Description of the task | Reading the records beneath this task, work out how many lines contain the word "NewEnrollment" and reply with only that number.

*** Stored data ***

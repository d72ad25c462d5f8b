//! Students and their weekly enrollment sets.

use super::catalog::therapy_by_id;
use super::{RecordKind, RosterManager, required};
use crate::error::{StoreError, StoreResult, on_unique_violation};
use crate::models::{
    Enrollment, EnrollmentChanges, EnrollmentDraft, EnrollmentStatus, NewEnrollment, Student,
    StudentForm, Therapy, Weekday,
};
use crate::schedule::{ScheduleEntry, check_schedule};
use crate::schema::{attendance, counters, diagnoses, enrollments, schools, students};
use chrono::{NaiveDate, NaiveTime};
use diesel::dsl::max;
use diesel::prelude::*;
use std::collections::{HashMap, HashSet};
use tracing::{debug, info};

/// Name of the counter holding the highest enrollment number ever issued.
const ENROLLMENT_NUMBER_COUNTER: &str = "student_enrollment_number";

impl RosterManager {
    /// Creates a student together with its initial enrollments.
    ///
    /// The whole submission is rejected if the enrollments collide with each other, and nothing is
    /// written in that case. The new student receives the next enrollment number.
    pub fn create_student(
        &mut self,
        form: &StudentForm,
        drafts: &[EnrollmentDraft],
        today: NaiveDate,
    ) -> StoreResult<Student> {
        let form = clean_form(form)?;

        let student = self
            .db
            .immediate_transaction(|conn| -> StoreResult<Student> {
                check_references(conn, &form)?;
                let plan = plan_enrollments(conn, &[], drafts)?;

                let number = next_enrollment_number(conn)?;
                let student = diesel::insert_into(students::table)
                    .values((&form, students::enrollment_number.eq(number)))
                    .returning(Student::as_returning())
                    .get_result(conn)?;

                apply_plan(conn, student.id, plan, today)?;
                Ok(student)
            })
            .inspect_err(|err| debug!(%err, "rejected new student"))?;

        info!(
            id = student.id,
            number = student.enrollment_number,
            name = %student.full_name,
            "created student"
        );
        Ok(student)
    }

    /// Updates a student's fields and applies a set of enrollment changes in one step.
    ///
    /// Existing enrollments that no draft mentions are kept as they are and still take part in
    /// the schedule check.
    pub fn update_student(
        &mut self,
        student_id: i32,
        form: &StudentForm,
        drafts: &[EnrollmentDraft],
        today: NaiveDate,
    ) -> StoreResult<Student> {
        let form = clean_form(form)?;

        let student = self
            .db
            .immediate_transaction(|conn| -> StoreResult<Student> {
                let existing: Vec<Enrollment> = enrollments::table
                    .filter(enrollments::student_id.eq(student_id))
                    .order(enrollments::id.asc())
                    .select(Enrollment::as_select())
                    .load(conn)?;

                let student = diesel::update(students::table.find(student_id))
                    .set(&form)
                    .returning(Student::as_returning())
                    .get_result(conn)
                    .optional()?
                    .ok_or_else(|| RecordKind::Student.not_found(student_id))?;

                check_references(conn, &form)?;
                let plan = plan_enrollments(conn, &existing, drafts)?;
                apply_plan(conn, student.id, plan, today)?;
                Ok(student)
            })
            .inspect_err(|err| debug!(student_id, %err, "rejected student update"))?;

        info!(id = student.id, name = %student.full_name, "updated student");
        Ok(student)
    }

    pub fn student(&mut self, student_id: i32) -> StoreResult<Student> {
        students::table
            .find(student_id)
            .select(Student::as_select())
            .first(&mut self.db)
            .optional()?
            .ok_or_else(|| RecordKind::Student.not_found(student_id))
    }

    /// A student's enrollments with their therapies, ordered by weekday and start time.
    pub fn student_enrollments(&mut self, student_id: i32) -> StoreResult<Vec<(Enrollment, Therapy)>> {
        use crate::schema::therapies;

        let mut rows: Vec<(Enrollment, Therapy)> = enrollments::table
            .inner_join(therapies::table)
            .filter(enrollments::student_id.eq(student_id))
            .select((Enrollment::as_select(), Therapy::as_select()))
            .load(&mut self.db)?;

        rows.sort_by_key(|(enrollment, _)| (enrollment.weekday, enrollment.start_time));
        Ok(rows)
    }

    pub(super) fn delete_student(&mut self, student_id: i32) -> StoreResult<String> {
        self.db.immediate_transaction(|conn| {
            let student = students::table
                .find(student_id)
                .select(Student::as_select())
                .first(conn)
                .optional()?
                .ok_or_else(|| RecordKind::Student.not_found(student_id))?;

            let owned = enrollments::table
                .filter(enrollments::student_id.eq(student_id))
                .select(enrollments::id);

            let records = diesel::delete(attendance::table)
                .filter(attendance::enrollment_id.eq_any(owned))
                .execute(conn)?;
            let sessions = diesel::delete(enrollments::table)
                .filter(enrollments::student_id.eq(student_id))
                .execute(conn)?;
            diesel::delete(students::table.find(student_id)).execute(conn)?;

            debug!(student_id, sessions, records, "removed enrollments with student");
            Ok(student.full_name)
        })
    }
}

fn clean_form(form: &StudentForm) -> StoreResult<StudentForm> {
    Ok(StudentForm {
        full_name: required("full name", &form.full_name)?,
        ..form.clone()
    })
}

/// Students may only be placed in active schools and given active diagnoses.
fn check_references(conn: &mut SqliteConnection, form: &StudentForm) -> StoreResult<()> {
    let school_active: Option<bool> = schools::table
        .find(form.school_id)
        .select(schools::active)
        .first(conn)
        .optional()?;

    match school_active {
        None => {
            return Err(StoreError::invalid(
                "school",
                format!("school {} does not exist", form.school_id),
            ));
        }
        Some(false) => {
            return Err(StoreError::invalid(
                "school",
                format!("school {} is archived", form.school_id),
            ));
        }
        Some(true) => {}
    }

    if let Some(diagnosis_id) = form.diagnosis_id {
        let diagnosis_active: Option<bool> = diagnoses::table
            .find(diagnosis_id)
            .select(diagnoses::active)
            .first(conn)
            .optional()?;

        match diagnosis_active {
            None => {
                return Err(StoreError::invalid(
                    "diagnosis",
                    format!("diagnosis {diagnosis_id} does not exist"),
                ));
            }
            Some(false) => {
                return Err(StoreError::invalid(
                    "diagnosis",
                    format!("diagnosis {diagnosis_id} is archived"),
                ));
            }
            Some(true) => {}
        }
    }

    Ok(())
}

/// Issues the next enrollment number. Numbers of deleted students are never handed out again.
fn next_enrollment_number(conn: &mut SqliteConnection) -> StoreResult<i32> {
    let highest: Option<i32> = students::table
        .select(max(students::enrollment_number))
        .first(conn)?;

    let issued: Option<i32> = counters::table
        .find(ENROLLMENT_NUMBER_COUNTER)
        .select(counters::value)
        .first(conn)
        .optional()?;

    let next = highest.max(issued).unwrap_or(0) + 1;

    diesel::replace_into(counters::table)
        .values((
            counters::name.eq(ENROLLMENT_NUMBER_COUNTER),
            counters::value.eq(next),
        ))
        .execute(conn)?;

    Ok(next)
}

/// Where a candidate enrollment comes from.
#[derive(Debug, Clone, Copy, PartialEq, Eq)]
enum Origin {
    Kept,
    Edited(i32),
    Added,
}

/// An enrollment as it will exist once the submission is saved.
#[derive(Debug, Clone)]
struct Candidate {
    origin: Origin,
    therapy: Therapy,
    weekday: Weekday,
    start: NaiveTime,
    end: NaiveTime,
    status: EnrollmentStatus,
}

impl Candidate {
    fn schedule_entry(&self) -> ScheduleEntry {
        ScheduleEntry::new(self.therapy.name.clone(), self.weekday, self.start, self.end)
    }
}

/// The validated outcome of a submission.
#[derive(Debug, Default)]
struct Plan {
    candidates: Vec<Candidate>,
    removals: Vec<i32>,
}

/// Resolves the drafts against the student's current enrollments and validates the result.
fn plan_enrollments(
    conn: &mut SqliteConnection,
    existing: &[Enrollment],
    drafts: &[EnrollmentDraft],
) -> StoreResult<Plan> {
    let mut edits: HashMap<i32, &EnrollmentDraft> = HashMap::new();
    let mut additions = Vec::new();

    for draft in drafts {
        match draft.id {
            Some(id) => {
                if !existing.iter().any(|enrollment| enrollment.id == id) {
                    return Err(StoreError::NotFound {
                        entity: "enrollment",
                        id,
                    });
                }
                edits.insert(id, draft);
            }
            // An unused blank row at the end of a form.
            None if draft.remove || draft.is_blank() => {}
            None => additions.push(draft),
        }
    }

    let mut plan = Plan::default();

    for enrollment in existing {
        match edits.get(&enrollment.id) {
            Some(draft) if draft.remove => plan.removals.push(enrollment.id),
            Some(draft) => {
                let candidate = resolve_draft(conn, draft, Some(enrollment.therapy_id))?;
                plan.candidates.push(Candidate {
                    origin: Origin::Edited(enrollment.id),
                    ..candidate
                });
            }
            None => plan.candidates.push(Candidate {
                origin: Origin::Kept,
                therapy: therapy_by_id(conn, enrollment.therapy_id)?,
                weekday: enrollment.weekday,
                start: enrollment.start_time,
                end: enrollment.end_time,
                status: enrollment.status,
            }),
        }
    }

    for draft in additions {
        plan.candidates.push(resolve_draft(conn, draft, None)?);
    }

    let mut therapies = HashSet::new();
    for candidate in &plan.candidates {
        if !therapies.insert(candidate.therapy.id) {
            return Err(StoreError::Uniqueness {
                entity: "enrollment",
                field: "therapy",
                value: candidate.therapy.name.clone(),
            });
        }
    }

    let schedule: Vec<ScheduleEntry> = plan.candidates.iter().map(Candidate::schedule_entry).collect();
    check_schedule(&schedule)?;

    Ok(plan)
}

/// Turns a filled-in draft into a candidate. `current_therapy` is the therapy the enrollment
/// already has, which stays allowed even after that therapy is archived.
fn resolve_draft(
    conn: &mut SqliteConnection,
    draft: &EnrollmentDraft,
    current_therapy: Option<i32>,
) -> StoreResult<Candidate> {
    let therapy_id = draft
        .therapy_id
        .ok_or_else(|| StoreError::invalid("therapy", "is required"))?;
    let weekday = draft
        .weekday
        .ok_or_else(|| StoreError::invalid("weekday", "is required"))?;
    let start = draft
        .start
        .ok_or_else(|| StoreError::invalid("start time", "is required"))?;
    let end = draft
        .end
        .ok_or_else(|| StoreError::invalid("end time", "is required"))?;

    if end < start {
        return Err(StoreError::invalid(
            "end time",
            format!(
                "{} is before the start time {}",
                end.format("%H:%M"),
                start.format("%H:%M")
            ),
        ));
    }

    let therapy = therapy_by_id(conn, therapy_id).map_err(|err| match err {
        StoreError::NotFound { id, .. } => {
            StoreError::invalid("therapy", format!("therapy {id} does not exist"))
        }
        other => other,
    })?;

    if !therapy.active && current_therapy != Some(therapy.id) {
        return Err(StoreError::invalid(
            "therapy",
            format!("`{}` is archived", therapy.name),
        ));
    }

    Ok(Candidate {
        origin: Origin::Added,
        therapy,
        weekday,
        start,
        end,
        status: draft.status,
    })
}

fn apply_plan(
    conn: &mut SqliteConnection,
    student_id: i32,
    plan: Plan,
    today: NaiveDate,
) -> StoreResult<()> {
    if !plan.removals.is_empty() {
        diesel::delete(attendance::table)
            .filter(attendance::enrollment_id.eq_any(&plan.removals))
            .execute(conn)?;
        diesel::delete(enrollments::table)
            .filter(enrollments::id.eq_any(&plan.removals))
            .execute(conn)?;
    }

    for candidate in plan.candidates {
        let unique = on_unique_violation("enrollment", "therapy", &candidate.therapy.name);

        match candidate.origin {
            Origin::Kept => {}
            Origin::Edited(enrollment_id) => {
                diesel::update(enrollments::table.find(enrollment_id))
                    .set(&EnrollmentChanges {
                        therapy_id: candidate.therapy.id,
                        weekday: candidate.weekday,
                        start_time: candidate.start,
                        end_time: candidate.end,
                        status: candidate.status,
                    })
                    .execute(conn)
                    .map_err(unique)?;
            }
            Origin::Added => {
                diesel::insert_into(enrollments::table)
                    .values(&NewEnrollment {
                        student_id,
                        therapy_id: candidate.therapy.id,
                        weekday: candidate.weekday,
                        start_time: candidate.start,
                        end_time: candidate.end,
                        created_on: today,
                        status: candidate.status,
                    })
                    .execute(conn)
                    .map_err(unique)?;
            }
        }
    }

    Ok(())
}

***

Response to this exercise | 2